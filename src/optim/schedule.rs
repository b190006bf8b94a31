use serde::Deserialize;

use crate::config::RunConfig;
use crate::error::Result;
use crate::network::ModelRunner;
use crate::optim::adam::Adam;
use crate::optim::optimizer::Optimizer;
use crate::optim::scheduler::StepLr;

const DECAY_GAMMA: f64 = 0.1;

/// An optimizer paired with its per-epoch learning-rate schedule.
pub struct OptimizerSchedule {
    optimizer: Box<dyn Optimizer>,
    scheduler: StepLr,
}

impl OptimizerSchedule {
    pub fn new(optimizer: Box<dyn Optimizer>, decay_step_size: usize) -> OptimizerSchedule {
        let scheduler = StepLr::new(optimizer.base_lr(), decay_step_size, DECAY_GAMMA);
        OptimizerSchedule { optimizer, scheduler }
    }

    /// Adam over both parameter groups with step decay, as configured.
    pub fn from_config(config: &RunConfig) -> OptimizerSchedule {
        let adam = Adam::new(config.lr, config.backbone_lr_scale, config.adam_betas);
        OptimizerSchedule::new(Box::new(adam), config.decay_step_size)
    }

    pub fn zero_grad(&self, model: &mut dyn ModelRunner) {
        for param in model.parameters_mut() {
            param.zero_grad();
        }
    }

    pub fn step(&mut self, model: &mut dyn ModelRunner) -> Result<()> {
        self.optimizer.step(model.parameters_mut())
    }

    /// Advances the schedule by one epoch and applies the new rate.
    pub fn step_epoch(&mut self) -> f64 {
        let lr = self.scheduler.step();
        self.optimizer.set_base_lr(lr);
        lr
    }

    pub fn lr(&self) -> f64 {
        self.optimizer.base_lr()
    }

    pub fn optimizer(&self) -> &dyn Optimizer {
        self.optimizer.as_ref()
    }

    pub fn scheduler(&self) -> &StepLr {
        &self.scheduler
    }

    pub fn optimizer_state(&self) -> Result<serde_json::Value> {
        self.optimizer.state()
    }

    pub fn load_optimizer_state(&mut self, state: &serde_json::Value) -> Result<()> {
        self.optimizer.load_state(state)?;
        self.optimizer.set_base_lr(self.scheduler.current_lr());
        Ok(())
    }

    pub fn scheduler_state(&self) -> Result<serde_json::Value> {
        Ok(serde_json::to_value(&self.scheduler)?)
    }

    /// Restores the schedule position; the optimizer's rate follows it.
    pub fn load_scheduler_state(&mut self, state: &serde_json::Value) -> Result<()> {
        self.scheduler = StepLr::deserialize(state)?;
        self.optimizer.set_base_lr(self.scheduler.current_lr());
        Ok(())
    }

    pub fn describe(&self) -> String {
        format!(
            "{}\nStepLR (step_size: {}, gamma: {})",
            self.optimizer.describe(),
            self.scheduler.step_size,
            self.scheduler.gamma
        )
    }
}
pub mod args;
pub mod datasets;
pub mod run_config;

pub use args::TrainArgs;
pub use datasets::{testset_dirs, TrainSet};
pub use run_config::{MetricDirection, RunConfig, ValMetric};
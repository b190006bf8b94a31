use std::fs;
use std::ops::Deref;
use std::path::{Path, PathBuf};

use crate::data::image_io::save_gray_png;
use crate::data::BatchSource;
use crate::error::{CosalError, Result};
use crate::eval::Evaluator;
use crate::network::ModelRunner;
use crate::train::context::TrainerContext;

/// Puts the model in evaluation mode and restores its previous mode when
/// dropped, including on early return.
pub struct EvalModeGuard<'a> {
    model: &'a mut dyn ModelRunner,
    was_training: bool,
}

impl<'a> EvalModeGuard<'a> {
    pub fn new(model: &'a mut dyn ModelRunner) -> EvalModeGuard<'a> {
        let was_training = model.is_training();
        model.set_training(false);
        EvalModeGuard { model, was_training }
    }
}

impl<'a> Deref for EvalModeGuard<'a> {
    type Target = dyn ModelRunner + 'a;

    fn deref(&self) -> &Self::Target {
        &*self.model
    }
}

impl Drop for EvalModeGuard<'_> {
    fn drop(&mut self) {
        self.model.set_training(self.was_training);
    }
}

/// A held-out set: its loader and the ground-truth root the evaluator reads.
pub struct TestSet {
    pub name: String,
    pub gt_root: PathBuf,
    pub source: Box<dyn BatchSource>,
}

/// Score of one test set.
#[derive(Debug, Clone, PartialEq)]
pub struct SetScore {
    pub name: String,
    pub value: f64,
}

/// Writes predictions for held-out sets and scores them.
pub struct Validator<'e> {
    val_dir: PathBuf,
    evaluator: &'e dyn Evaluator,
}

impl<'e> Validator<'e> {
    pub fn new(val_dir: &Path, evaluator: &'e dyn Evaluator) -> Validator<'e> {
        Validator {
            val_dir: val_dir.to_path_buf(),
            evaluator,
        }
    }

    /// Scores the first set, or every set when `validate_all_testsets` is on.
    /// Scores come back in set order; the first one governs model selection.
    pub fn run_epoch(&self, ctx: &mut TrainerContext, test_sets: &mut [TestSet]) -> Result<Vec<SetScore>> {
        let limit = if ctx.config.validate_all_testsets { test_sets.len() } else { 1 };
        let metric = ctx.config.val_metric;
        let model = EvalModeGuard::new(ctx.model.as_mut());
        let mut scores = Vec::with_capacity(limit);
        for set in test_sets.iter_mut().take(limit) {
            log::info!("Validating {}...", set.name);
            let saved_root = self.val_dir.join(&set.name);
            let written = write_predictions(&*model, set.source.as_mut(), &saved_root)?;
            log::debug!("wrote {} predictions under {:?}", written, saved_root);
            let value = self.evaluator.evaluate(&saved_root, &set.gt_root, metric)?;
            scores.push(SetScore { name: set.name.clone(), value });
        }
        Ok(scores)
    }
}

/// Runs inference over `source` and writes each sigmoid map, resized to the
/// image's original size, to `<root>/<subpath>`. Returns the number written.
fn write_predictions(model: &dyn ModelRunner, source: &mut dyn BatchSource, root: &Path) -> Result<usize> {
    source.reset();
    let mut written = 0;
    while let Some(batch) = source.next_batch()? {
        batch.validate()?;
        let images = batch.images.squeeze(0)?;
        let outputs = model.predict(&images)?;
        let finest = outputs.finest()?;
        for (k, (subpath, &(h, w))) in batch.subpaths.iter().zip(&batch.orig_sizes).enumerate() {
            let map = finest
                .narrow_batch(k, 1)?
                .resize_bilinear(h as usize, w as usize)?
                .sigmoid();
            let path = root.join(subpath);
            let parent = path
                .parent()
                .ok_or_else(|| CosalError::Data(format!("bad prediction path {:?}", path)))?;
            fs::create_dir_all(parent)?;
            save_gray_png(&path, &map.data, h, w)?;
            written += 1;
        }
    }
    Ok(written)
}

#[cfg(test)]
mod tests {
    use super::*;
    use crate::network::{HeadSet, ModelConfig, ModelKind};

    #[test]
    fn guard_restores_training_mode() {
        let config = ModelConfig {
            kind: ModelKind::CoSalNet,
            in_channels: 3,
            hidden: 2,
            num_classes: 2,
            heads: HeadSet::default(),
            seed: 1,
        };
        let mut model = config.build().unwrap();
        model.set_training(true);
        {
            let guard = EvalModeGuard::new(model.as_mut());
            assert!(!guard.is_training());
        }
        assert!(model.is_training());

        model.set_training(false);
        drop(EvalModeGuard::new(model.as_mut()));
        assert!(!model.is_training());
    }
}
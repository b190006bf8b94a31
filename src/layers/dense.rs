use rand::rngs::StdRng;
use rand::Rng;
use std::f64::consts::PI;

use crate::activation::ActivationFunction;
use crate::network::parameter::{ParamGroup, Parameter};

/// Initial bias of ReLU units.
pub const RELU_BIAS_INIT: f64 = 0.01;

/// Dense layer applied independently at every pixel (a 1×1 convolution).
///
/// Weights are stored row-major as `[out_dim][in_dim]`.
#[derive(Debug, Clone)]
pub struct Layer {
    pub in_dim: usize,
    pub out_dim: usize,
    pub weight: Parameter,
    pub bias: Parameter,
    pub activator: ActivationFunction,
}

impl Layer {
    /// He initialization before ReLU, Xavier otherwise. ReLU biases start at
    /// [`RELU_BIAS_INIT`] so a pixel whose inputs are all zero never sits on
    /// the kink; other biases start at zero.
    pub fn new(
        name: &str,
        group: ParamGroup,
        in_dim: usize,
        out_dim: usize,
        activation: ActivationFunction,
        rng: &mut StdRng,
    ) -> Layer {
        let gain = match activation {
            ActivationFunction::ReLU => 2.0,
            _ => 1.0,
        };
        let std_dev = (gain / in_dim.max(1) as f64).sqrt();
        let bias = match activation {
            ActivationFunction::ReLU => RELU_BIAS_INIT,
            _ => 0.0,
        };
        let weight = (0..in_dim * out_dim)
            .map(|_| sample_standard_normal(rng) * std_dev)
            .collect();

        Layer {
            in_dim,
            out_dim,
            weight: Parameter::new(format!("{name}.weight"), group, weight),
            bias: Parameter::new(format!("{name}.bias"), group, vec![bias; out_dim]),
            activator: activation,
        }
    }

    /// Writes `z = W x + b` into `pre` and `σ(z)` into `post`.
    pub fn feed_from(&self, input: &[f64], pre: &mut [f64], post: &mut [f64]) {
        for o in 0..self.out_dim {
            let row = &self.weight.value[o * self.in_dim..(o + 1) * self.in_dim];
            let z = row.iter().zip(input).map(|(w, x)| w * x).sum::<f64>() + self.bias.value[o];
            pre[o] = z;
            post[o] = self.activator.function(z);
        }
    }

    /// Accumulates parameter gradients for one pixel and adds `∂L/∂input`
    /// into `d_input`. `d_out` is the gradient in activation space.
    pub fn backward(&mut self, d_out: &[f64], pre: &[f64], input: &[f64], d_input: &mut [f64]) {
        for o in 0..self.out_dim {
            let delta = d_out[o] * self.activator.derivative(pre[o]);
            if delta == 0.0 {
                continue;
            }
            self.bias.grad[o] += delta;
            let base = o * self.in_dim;
            for i in 0..self.in_dim {
                self.weight.grad[base + i] += delta * input[i];
                d_input[i] += self.weight.value[base + i] * delta;
            }
        }
    }

    pub fn parameters(&self) -> [&Parameter; 2] {
        [&self.weight, &self.bias]
    }

    pub fn parameters_mut(&mut self) -> [&mut Parameter; 2] {
        [&mut self.weight, &mut self.bias]
    }
}

/// Samples N(0, 1) with the Box-Muller transform.
fn sample_standard_normal(rng: &mut StdRng) -> f64 {
    let u1: f64 = 1.0 - rng.gen::<f64>();
    let u2: f64 = 1.0 - rng.gen::<f64>();
    (-2.0 * u1.ln()).sqrt() * (2.0 * PI * u2).cos()
}

#[cfg(test)]
mod tests {
    use super::*;
    use rand::SeedableRng;

    #[test]
    fn backward_matches_finite_differences() {
        let mut rng = StdRng::seed_from_u64(3);
        let mut layer = Layer::new("l", ParamGroup::Base, 3, 2, ActivationFunction::Sigmoid, &mut rng);
        let input = [0.2, -0.4, 0.9];
        // L = sum(post)
        let loss = |layer: &Layer| {
            let (mut pre, mut post) = ([0.0; 2], [0.0; 2]);
            layer.feed_from(&input, &mut pre, &mut post);
            post.iter().sum::<f64>()
        };

        let (mut pre, mut post) = ([0.0; 2], [0.0; 2]);
        layer.feed_from(&input, &mut pre, &mut post);
        let mut d_input = [0.0; 3];
        layer.backward(&[1.0, 1.0], &pre, &input, &mut d_input);

        let eps = 1e-6;
        for k in 0..layer.weight.value.len() {
            let mut plus = layer.clone();
            plus.weight.value[k] += eps;
            let mut minus = layer.clone();
            minus.weight.value[k] -= eps;
            let numeric = (loss(&plus) - loss(&minus)) / (2.0 * eps);
            assert!((numeric - layer.weight.grad[k]).abs() < 1e-6);
        }
        assert!(d_input.iter().any(|g| *g != 0.0));
    }

    #[test]
    fn same_seed_gives_same_weights() {
        let a = Layer::new("l", ParamGroup::Base, 4, 4, ActivationFunction::ReLU, &mut StdRng::seed_from_u64(9));
        let b = Layer::new("l", ParamGroup::Base, 4, 4, ActivationFunction::ReLU, &mut StdRng::seed_from_u64(9));
        assert_eq!(a.weight.value, b.weight.value);
        assert_eq!(a.weight.name, "l.weight");
    }

    #[test]
    fn relu_bias_starts_off_the_kink() {
        let mut rng = StdRng::seed_from_u64(1);
        let relu = Layer::new("r", ParamGroup::Base, 3, 2, ActivationFunction::ReLU, &mut rng);
        assert!(relu.bias.value.iter().all(|b| *b == RELU_BIAS_INIT));
        // A zero input still lands strictly inside the active region.
        let (mut pre, mut post) = ([0.0; 2], [0.0; 2]);
        relu.feed_from(&[0.0; 3], &mut pre, &mut post);
        assert!(pre.iter().all(|z| *z > 0.0));

        let linear = Layer::new("l", ParamGroup::Base, 3, 2, ActivationFunction::Identity, &mut rng);
        assert!(linear.bias.value.iter().all(|b| *b == 0.0));
    }
}
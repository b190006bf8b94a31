pub mod batch;
pub mod folder;
pub mod image_io;

pub use batch::{Batch, BatchSource, InMemorySource};
pub use folder::FolderDataset;
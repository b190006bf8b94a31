pub mod adam;
pub mod optimizer;
pub mod schedule;
pub mod scheduler;
pub mod sgd;

pub use adam::Adam;
pub use optimizer::Optimizer;
pub use schedule::OptimizerSchedule;
pub use scheduler::StepLr;
pub use sgd::Sgd;
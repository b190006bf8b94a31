use anyhow::Context;
use clap::Parser;

use cosal_train::config::{testset_dirs, RunConfig, TrainArgs, TrainSet};
use cosal_train::data::FolderDataset;
use cosal_train::eval::SaliencyEvaluator;
use cosal_train::train::{run_training, FileSink, RunPlan, TestSet, TrainerContext};

fn main() -> anyhow::Result<()> {
    env_logger::Builder::from_env(env_logger::Env::default().default_filter_or("info")).init();

    let args = TrainArgs::parse();
    let config = RunConfig::from_args(&args).context("invalid run configuration")?;

    // Training data
    let trainset = TrainSet::from_id(&args.trainset)?;
    let (img_root, gt_root) = trainset.dirs(&args.data_root);
    log::info!("Training set {} from {:?}", trainset.id(), img_root);
    let mut train = FolderDataset::open(&img_root, &gt_root, config.size, Some(config.batch_size))
        .with_context(|| format!("cannot open training set at {:?}", img_root))?;
    if let Some(seed) = config.rand_seed {
        train = train.with_shuffle(seed);
    }

    // Held-out sets
    let mut test_sets = Vec::new();
    if config.validation {
        for name in args.testset_names() {
            let (img_root, gt_root) = testset_dirs(&args.data_root, &name);
            let source = FolderDataset::open(&img_root, &gt_root, config.size, None)
                .with_context(|| format!("cannot open test set {} at {:?}", name, img_root))?;
            test_sets.push(TestSet { name, gt_root, source: Box::new(source) });
        }
    }

    let sink = FileSink::open(&args.ckpt_dir)
        .with_context(|| format!("cannot open run log in {:?}", args.ckpt_dir))?;
    let mut ctx = TrainerContext::from_config(config, Box::new(sink))?;
    log::info!("{} with {} parameters", ctx.config.model, ctx.model.num_parameters());

    let plan = RunPlan {
        ckpt_dir: args.ckpt_dir.clone(),
        val_dir: args.val_dir.clone(),
        resume: args.resume.clone(),
        start_epoch: args.start_epoch,
    };
    let evaluator = SaliencyEvaluator::default();
    let report = run_training(&mut ctx, &mut train, &mut test_sets, &evaluator, &plan)?;

    match report.best {
        Some(best) => log::info!(
            "Done. Best epoch is epoch-{} with {} {:.4}",
            best.epoch,
            ctx.config.val_metric,
            best.value
        ),
        None => log::info!("Done. Final train loss: {:.3}", report.final_loss().unwrap_or(f64::NAN)),
    }
    Ok(())
}
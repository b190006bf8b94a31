use std::fs;
use std::path::{Path, PathBuf};

use rand::rngs::StdRng;
use rand::seq::SliceRandom;
use rand::SeedableRng;

use crate::data::batch::{Batch, BatchSource};
use crate::data::image_io::{is_image, load_mask, load_rgb};
use crate::error::{CosalError, Result};
use crate::math::Tensor;

struct Group {
    name: String,
    images: Vec<PathBuf>,
}

/// Group-per-batch dataset laid out as `<img_root>/<group>/<image>` with
/// masks at `<gt_root>/<group>/<stem>.png`.
///
/// Groups are visited in name order and labelled by that index. With
/// `max_num` set, each pass keeps at most that many images per group,
/// sampled with an RNG reseeded from `seed + epoch` at every pass, so the
/// subsets of an epoch do not depend on how many epochs ran before it in
/// this process.
pub struct FolderDataset {
    gt_root: PathBuf,
    size: u32,
    max_num: Option<usize>,
    groups: Vec<Group>,
    cursor: usize,
    seed: Option<u64>,
    rng: Option<StdRng>,
}

impl FolderDataset {
    pub fn open(img_root: &Path, gt_root: &Path, size: u32, max_num: Option<usize>) -> Result<FolderDataset> {
        let mut group_dirs: Vec<PathBuf> = fs::read_dir(img_root)?
            .filter_map(|e| e.ok().map(|e| e.path()))
            .filter(|p| p.is_dir())
            .collect();
        group_dirs.sort();

        let mut groups = Vec::with_capacity(group_dirs.len());
        for dir in group_dirs {
            let mut images: Vec<PathBuf> = fs::read_dir(&dir)?
                .filter_map(|e| e.ok().map(|e| e.path()))
                .filter(|p| p.is_file() && is_image(p))
                .collect();
            images.sort();
            if images.is_empty() {
                continue;
            }
            let name = dir
                .file_name()
                .and_then(|n| n.to_str())
                .ok_or_else(|| CosalError::Data(format!("non UTF-8 group directory {:?}", dir)))?
                .to_string();
            groups.push(Group { name, images });
        }
        if groups.is_empty() {
            return Err(CosalError::Data(format!("no image groups under {:?}", img_root)));
        }
        log::debug!("{:?}: {} groups", img_root, groups.len());

        Ok(FolderDataset {
            gt_root: gt_root.to_path_buf(),
            size,
            max_num,
            groups,
            cursor: 0,
            seed: None,
            rng: None,
        })
    }

    /// Samples the per-group subset with a seeded shuffle instead of taking
    /// the first `max_num` images.
    pub fn with_shuffle(mut self, seed: u64) -> FolderDataset {
        self.seed = Some(seed);
        self.rng = Some(StdRng::seed_from_u64(seed));
        self
    }

    fn load_group(&mut self, index: usize) -> Result<Batch> {
        let group = &self.groups[index];
        let mut paths = group.images.clone();
        if let Some(rng) = self.rng.as_mut() {
            paths.shuffle(rng);
        }
        if let Some(max) = self.max_num {
            paths.truncate(max.max(1));
        }

        let s = self.size as usize;
        let n = paths.len();
        let mut images = Vec::with_capacity(n * 3 * s * s);
        let mut gts = Vec::with_capacity(n * s * s);
        let mut orig_sizes = Vec::with_capacity(n);
        let mut subpaths = Vec::with_capacity(n);
        for path in &paths {
            let stem = path
                .file_stem()
                .and_then(|s| s.to_str())
                .ok_or_else(|| CosalError::Data(format!("bad image file name {:?}", path)))?;
            let gt_path = self.gt_root.join(&group.name).join(format!("{}.png", stem));
            if !gt_path.is_file() {
                return Err(CosalError::Data(format!("missing ground truth {:?}", gt_path)));
            }
            let (chw, orig) = load_rgb(path, self.size)?;
            images.extend(chw);
            gts.extend(load_mask(&gt_path, self.size)?);
            orig_sizes.push(orig);
            subpaths.push(PathBuf::from(&group.name).join(format!("{}.png", stem)));
        }

        Ok(Batch {
            images: Tensor::from_vec(&[1, n, 3, s, s], images)?,
            gts: Tensor::from_vec(&[1, n, 1, s, s], gts)?,
            labels: vec![index; n],
            orig_sizes,
            subpaths,
        })
    }
}

impl BatchSource for FolderDataset {
    fn next_batch(&mut self) -> Result<Option<Batch>> {
        if self.cursor >= self.groups.len() {
            return Ok(None);
        }
        let batch = self.load_group(self.cursor)?;
        self.cursor += 1;
        Ok(Some(batch))
    }

    fn set_epoch(&mut self, epoch: usize) {
        if let Some(seed) = self.seed {
            self.rng = Some(StdRng::seed_from_u64(seed.wrapping_add(epoch as u64)));
        }
    }

    fn reset(&mut self) {
        self.cursor = 0;
    }

    fn num_batches(&self) -> usize {
        self.groups.len()
    }
}

#[cfg(test)]
mod tests {
    use super::*;

    fn write_fixture(root: &Path, group: &str, names: &[&str], with_gt: bool) {
        let img_dir = root.join("img").join(group);
        let gt_dir = root.join("gt").join(group);
        fs::create_dir_all(&img_dir).unwrap();
        fs::create_dir_all(&gt_dir).unwrap();
        for (i, name) in names.iter().enumerate() {
            image::RgbImage::from_pixel(6 + i as u32, 4, image::Rgb([200, 10, 30]))
                .save(img_dir.join(format!("{}.png", name)))
                .unwrap();
            if with_gt {
                image::GrayImage::from_pixel(6 + i as u32, 4, image::Luma([255]))
                    .save(gt_dir.join(format!("{}.png", name)))
                    .unwrap();
            }
        }
    }

    #[test]
    fn one_batch_per_group_with_labels() {
        let dir = tempfile::tempdir().unwrap();
        write_fixture(dir.path(), "apple", &["a", "b", "c"], true);
        write_fixture(dir.path(), "banana", &["x"], true);
        let mut ds = FolderDataset::open(&dir.path().join("img"), &dir.path().join("gt"), 8, Some(2)).unwrap();
        assert_eq!(ds.num_batches(), 2);

        let first = ds.next_batch().unwrap().unwrap();
        assert_eq!(first.images.shape, vec![1, 2, 3, 8, 8]);
        assert_eq!(first.gts.shape, vec![1, 2, 1, 8, 8]);
        assert_eq!(first.labels, vec![0, 0]);
        assert_eq!(first.orig_sizes, vec![(4, 6), (4, 7)]);
        assert_eq!(first.subpaths[1], PathBuf::from("apple/b.png"));
        assert!(first.gts.data.iter().all(|v| (*v - 1.0).abs() < 1e-12));
        first.validate().unwrap();

        let second = ds.next_batch().unwrap().unwrap();
        assert_eq!(second.labels, vec![1]);
        assert!(ds.next_batch().unwrap().is_none());
        ds.reset();
        assert!(ds.next_batch().unwrap().is_some());
    }

    fn first_pass(ds: &mut FolderDataset, epoch: usize) -> Vec<PathBuf> {
        ds.set_epoch(epoch);
        ds.reset();
        ds.next_batch().unwrap().unwrap().subpaths
    }

    #[test]
    fn epoch_subsets_do_not_depend_on_earlier_passes() {
        let dir = tempfile::tempdir().unwrap();
        write_fixture(dir.path(), "apple", &["a", "b", "c", "d", "e", "f"], true);
        let open = || {
            FolderDataset::open(&dir.path().join("img"), &dir.path().join("gt"), 4, Some(2))
                .unwrap()
                .with_shuffle(7)
        };

        let mut long_lived = open();
        let mut seen = Vec::new();
        for epoch in 0..3 {
            seen.push(first_pass(&mut long_lived, epoch));
        }
        // A repeated pass over the same epoch draws the same subset.
        assert_eq!(first_pass(&mut long_lived, 2), seen[2]);

        let mut fresh = open();
        assert_eq!(first_pass(&mut fresh, 2), seen[2]);
        assert_eq!(first_pass(&mut fresh, 1), seen[1]);
        assert_eq!(seen[0].len(), 2);
    }

    #[test]
    fn missing_ground_truth_is_an_error() {
        let dir = tempfile::tempdir().unwrap();
        write_fixture(dir.path(), "apple", &["a"], false);
        let mut ds = FolderDataset::open(&dir.path().join("img"), &dir.path().join("gt"), 4, None).unwrap();
        assert!(matches!(ds.next_batch(), Err(CosalError::Data(_))));
    }
}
● ● ●
## EXERCISE DESCRIPTION
Could you transcribe the entries above word for word, from the line with "UTF-8 group directory" down to the line with "let mut paths = group.images.clone();", keeping both?

## WORKED SOLUTION
                .ok_or_else(|| CosalError::Data(format!("non UTF-8 group directory {:?}", dir)))?
                .to_string();
            groups.push(Group { name, images });
        }
        if groups.is_empty() {
            return Err(CosalError::Data(format!("no image groups under {:?}", img_root)));
        }
        log::debug!("{:?}: {} groups", img_root, groups.len());

        Ok(FolderDataset {
            gt_root: gt_root.to_path_buf(),
            size,
            max_num,
            groups,
            cursor: 0,
            seed: None,
            rng: None,
        })
    }

    /// Samples the per-group subset with a seeded shuffle instead of taking
    /// the first `max_num` images.
    pub fn with_shuffle(mut self, seed: u64) -> FolderDataset {
        self.seed = Some(seed);
        self.rng = Some(StdRng::seed_from_u64(seed));
        self
    }

    fn load_group(&mut self, index: usize) -> Result<Batch> {
        let group = &self.groups[index];
        let mut paths = group.images.clone();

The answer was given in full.